*What this task involves*
Pick out all lines of the entries that include the word "where" and copy them.

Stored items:
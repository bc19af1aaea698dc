//! Error type definitions for the IPTV viewer
//!
//! This module defines all error types used throughout the viewer,
//! providing a hierarchical error system so that each layer can recover
//! locally where the unit of failure is small and surface status text
//! where it is not.

use thiserror::Error;

use crate::playback::FaultKind;

/// Top-level application error type
///
/// This enum represents every failure that can reach the application layer.
/// None of them are fatal to the process: the application turns them into
/// status text and returns to a recoverable state.
#[derive(Error, Debug)]
pub enum AppError {
    /// Playlist source errors
    #[error("Source error: {0}")]
    Source(#[from] SourceError),

    /// Durable storage errors
    #[error("Storage error: {0}")]
    Storage(#[from] StorageError),

    /// Playback errors
    #[error("Playback error: {0}")]
    Playback(#[from] PlaybackError),

    /// A playlist parsed successfully but produced no channels
    #[error("No valid channels found in the playlist file: {url}")]
    EmptyPlaylist { url: String },

    /// Validation errors
    #[error("Validation error: {message}")]
    Validation { message: String },

    /// Operation already in progress errors
    #[error("Operation already in progress: {operation_type} on {resource}")]
    OperationInProgress {
        operation_type: String,
        resource: String,
    },
}

/// Playlist source specific errors
#[derive(Error, Debug)]
pub enum SourceError {
    /// Network request timed out
    #[error("Connection timeout: {url}")]
    Timeout { url: String },

    /// Non-success HTTP status from the playlist host
    #[error("HTTP error: {status} - {message}")]
    Http { status: u16, message: String },

    /// Transport-level failure (DNS, refused connection, TLS, ...)
    #[error("Network error: {message}")]
    Network { message: String },

    /// Body could not be decoded into playlist text
    #[error("Decode error: {message}")]
    Decode { message: String },

    /// The playlist location itself is not a usable URL
    #[error("Invalid playlist URL: {url}")]
    InvalidUrl { url: String },
}

/// Durable key/value storage errors
#[derive(Error, Debug)]
pub enum StorageError {
    /// The write would exceed the storage capacity ceiling
    #[error("Storage quota exceeded: {requested} bytes requested, {available} bytes available")]
    QuotaExceeded { requested: usize, available: usize },

    /// Underlying filesystem failure
    #[error("Storage I/O error: {0}")]
    Io(#[from] std::io::Error),

    /// The persisted document could not be (de)serialized
    #[error("Storage serialization error: {0}")]
    Serialization(#[from] serde_json::Error),
}

/// Playback specific errors
#[derive(Error, Debug)]
pub enum PlaybackError {
    /// Fault reported by the playback engine or player surface
    #[error("Playback fault ({kind}): {details}")]
    Fault { kind: FaultKind, details: String },

    /// Retry budget exhausted for a channel
    #[error("Failed to play {channel}. Max retries reached ({attempts})")]
    RetryExhausted { channel: String, attempts: u32 },

    /// The adaptive engine could not be created
    #[error("Playback engine unavailable: {message}")]
    EngineUnavailable { message: String },

    /// The player surface refused an operation
    #[error("Player surface error: {message}")]
    Surface { message: String },

    /// Autoplay was refused; the user must start playback
    #[error("Autoplay prevented: {message}")]
    AutoplayBlocked { message: String },
}

/// Convenience methods for creating common error types
impl AppError {
    /// Create a validation error with a custom message
    pub fn validation<S: Into<String>>(message: S) -> Self {
        Self::Validation {
            message: message.into(),
        }
    }

    /// Create an operation in progress error
    pub fn operation_in_progress<O: Into<String>, R: Into<String>>(
        operation_type: O,
        resource: R,
    ) -> Self {
        Self::OperationInProgress {
            operation_type: operation_type.into(),
            resource: resource.into(),
        }
    }

    /// Create an empty playlist error
    pub fn empty_playlist<S: Into<String>>(url: S) -> Self {
        Self::EmptyPlaylist { url: url.into() }
    }

    /// Message suitable for the status line, without the category prefix
    pub fn status_message(&self) -> String {
        match self {
            Self::Source(e) => e.to_string(),
            Self::Storage(e) => e.to_string(),
            Self::Playback(e) => e.to_string(),
            Self::EmptyPlaylist { .. } => "No valid channels found in the playlist file.".to_string(),
            other => other.to_string(),
        }
    }
}

impl SourceError {
    /// Create an HTTP status error
    pub fn http<M: Into<String>>(status: u16, message: M) -> Self {
        Self::Http {
            status,
            message: message.into(),
        }
    }

    /// Create a transport error
    pub fn network<M: Into<String>>(message: M) -> Self {
        Self::Network {
            message: message.into(),
        }
    }

    /// Whether another attempt could plausibly succeed
    pub fn is_retryable(&self) -> bool {
        match self {
            Self::Timeout { .. } | Self::Network { .. } => true,
            Self::Http { status, .. } => *status >= 500 || *status == 429,
            Self::Decode { .. } | Self::InvalidUrl { .. } => false,
        }
    }
}

impl StorageError {
    pub fn is_quota_exceeded(&self) -> bool {
        matches!(self, Self::QuotaExceeded { .. })
    }
}

impl PlaybackError {
    /// Create a surface error
    pub fn surface<M: Into<String>>(message: M) -> Self {
        Self::Surface {
            message: message.into(),
        }
    }
}

#[cfg(test)]
mod tests {
    use super::*;

    #[test]
    fn test_source_error_retryable() {
        assert!(SourceError::Timeout { url: "http://a".into() }.is_retryable());
        assert!(SourceError::network("connection refused").is_retryable());
        assert!(SourceError::http(503, "Service Unavailable").is_retryable());
        assert!(SourceError::http(429, "Too Many Requests").is_retryable());
        assert!(!SourceError::http(404, "Not Found").is_retryable());
        assert!(!SourceError::InvalidUrl { url: "x".into() }.is_retryable());
    }

    #[test]
    fn test_status_message_strips_category() {
        let err = AppError::from(SourceError::http(404, "Not Found"));
        assert_eq!(err.status_message(), "HTTP error: 404 - Not Found");

        let empty = AppError::empty_playlist("http://example.com/a.m3u");
        assert_eq!(
            empty.status_message(),
            "No valid channels found in the playlist file."
        );
    }

    #[test]
    fn test_quota_detection() {
        let quota = StorageError::QuotaExceeded {
            requested: 10,
            available: 2,
        };
        assert!(quota.is_quota_exceeded());
        let io = StorageError::Io(std::io::Error::other("disk"));
        assert!(!io.is_quota_exceeded());
    }
}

*Finished task*
//! locally where the unit of failure is small and surface status text
//! where it is not.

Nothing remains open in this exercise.